■ Material for this exercise ■

--------------------------------

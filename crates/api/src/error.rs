//! API Error Types

use axum::http::StatusCode;
use axum::response::{IntoResponse, Response};
use axum::Json;
use feature_normalizer::ValidationError;
use grade_model::ModelError;
use serde_json::json;
use storage::StorageError;
use thiserror::Error;
use tracing::error;

/// Errors surfaced to API clients
#[derive(Debug, Error)]
pub enum ApiError {
    /// Input failed normalization or the range contract
    #[error(transparent)]
    Validation(#[from] ValidationError),

    /// Prediction could not be made for the given subject/gender
    #[error(transparent)]
    Model(#[from] ModelError),

    /// A grade field was present but not numeric
    #[error("{0} must be a valid number")]
    InvalidGrade(&'static str),

    /// A feedback submission is missing one of its grade fields
    #[error("missing or invalid {0} value")]
    MissingGrade(&'static str),

    /// Persistence failure
    #[error(transparent)]
    Storage(#[from] StorageError),
}

impl ApiError {
    fn status(&self) -> StatusCode {
        match self {
            ApiError::Validation(_)
            | ApiError::Model(_)
            | ApiError::InvalidGrade(_)
            | ApiError::MissingGrade(_) => StatusCode::BAD_REQUEST,
            ApiError::Storage(_) => StatusCode::INTERNAL_SERVER_ERROR,
        }
    }
}

impl IntoResponse for ApiError {
    fn into_response(self) -> Response {
        let status = self.status();
        if status.is_server_error() {
            error!(error = %self, "request failed");
        }
        (status, Json(json!({ "error": self.to_string() }))).into_response()
    }
}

--------------------------------

■ Action item ■
Tally each line in the data that holds the word "ApiError"; write only the total.

■ Written solution ■
8